Originally posted 12/29/2012.
From the place I buried it all — a deep hole
I never completely filled in —
I shall pull up the eight balls of blow and the late night breakfasts
that never stayed with me for longer than it took
to get in the car and get moving, drunk and wired,
toward whatever couch was that morning’s home.
I shall pull up the empty little gun I got in trade
for a bag of acid, pull up the skinny tie
and the hospital scrubs, the songs I wrote
when bored, the awful poetry I believed in
so hard I sprained my ego on it, even when there was
no evidence for its quality, no reason for it to exist at all.
Pull up the arrogant fool, the know it all,
the callous junior playboy
up to screw whoever was up for it;
pull up as well any scrap of memory
any of those partners left behind, that I might
recall a time when I was superficially lovable.
What’s left in there when all that’s come up to the light?
A boy, still a skinny boy then,
though tending toward my later heft.
A stupid young man
with a bad car
and a jammed tapedeck
and damaged visions of a swift escape from this earth.

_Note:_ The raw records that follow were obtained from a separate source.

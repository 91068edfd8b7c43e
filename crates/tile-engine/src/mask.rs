//! Hiding cells where the seafloor is shallower than the requested depth.

use ocean_common::{ScalarField, TileError, TileResult};
use renderer::filter::gaussian_filter;

/// Smoothing applied to bathymetry before masking filled rasters, in pixels.
pub const BATHYMETRY_SIGMA: f64 = 0.5;

/// How a depth mask is derived from elevation.
#[derive(Debug, Clone, Copy, PartialEq, Eq)]
pub enum MaskRule {
    /// Mask where the smoothed elevation is above `-depth`
    Raster,
    /// Mask where the raw water depth is shallower than `depth`
    Contour,
}

/// `true` for every cell whose seafloor lies above `depth_m` metres.
///
/// Cells without elevation data are masked.
pub fn depth_mask(elevation: &ScalarField, depth_m: f64, rule: MaskRule) -> Vec<bool> {
    let (height, width) = elevation.shape();
    match rule {
        MaskRule::Raster => {
            // Missing elevation is blurred in as sea level
            let smoothed = gaussian_filter(&elevation.filled_with(0.0), width, height, BATHYMETRY_SIGMA);
            smoothed
                .iter()
                .enumerate()
                .map(|(idx, &e)| elevation.is_masked(idx) || e > -depth_m)
                .collect()
        }
        MaskRule::Contour => (0..elevation.len())
            .map(|idx| match elevation.value(idx) {
                Some(e) => -e < depth_m,
                None => true,
            })
            .collect(),
    }
}

/// Mask `field` wherever the seafloor is shallower than `depth_m`.
pub fn apply_depth_mask(
    field: &mut ScalarField,
    elevation: &ScalarField,
    depth_m: f64,
    rule: MaskRule,
) -> TileResult<()> {
    if field.shape() != elevation.shape() {
        return Err(TileError::ShapeMismatch {
            expected: field.shape(),
            actual: elevation.shape(),
        });
    }
    let mask = depth_mask(elevation, depth_m, rule);
    field.mask_where(|idx| mask[idx]);
    Ok(())
}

I pull them up, pull it all up,
the way you’d yank a weed that won’t die,
frantically hoping I’ve got it all this time:
every bit of what keeps sprouting in my life
when I least desire it,
now that it’s inconvenient
and no one thinks
or melancholy-artist-appropriate anymore.
I want it poisoned.
I want it gone. I want to
pull it all up and burn it all down
from the memories of how it began
to the new shoots that expose me,
that nag me, that shout to the world that what I was
is what I am; that no matter how hard I pull,
I am rooted in failure and will always fail.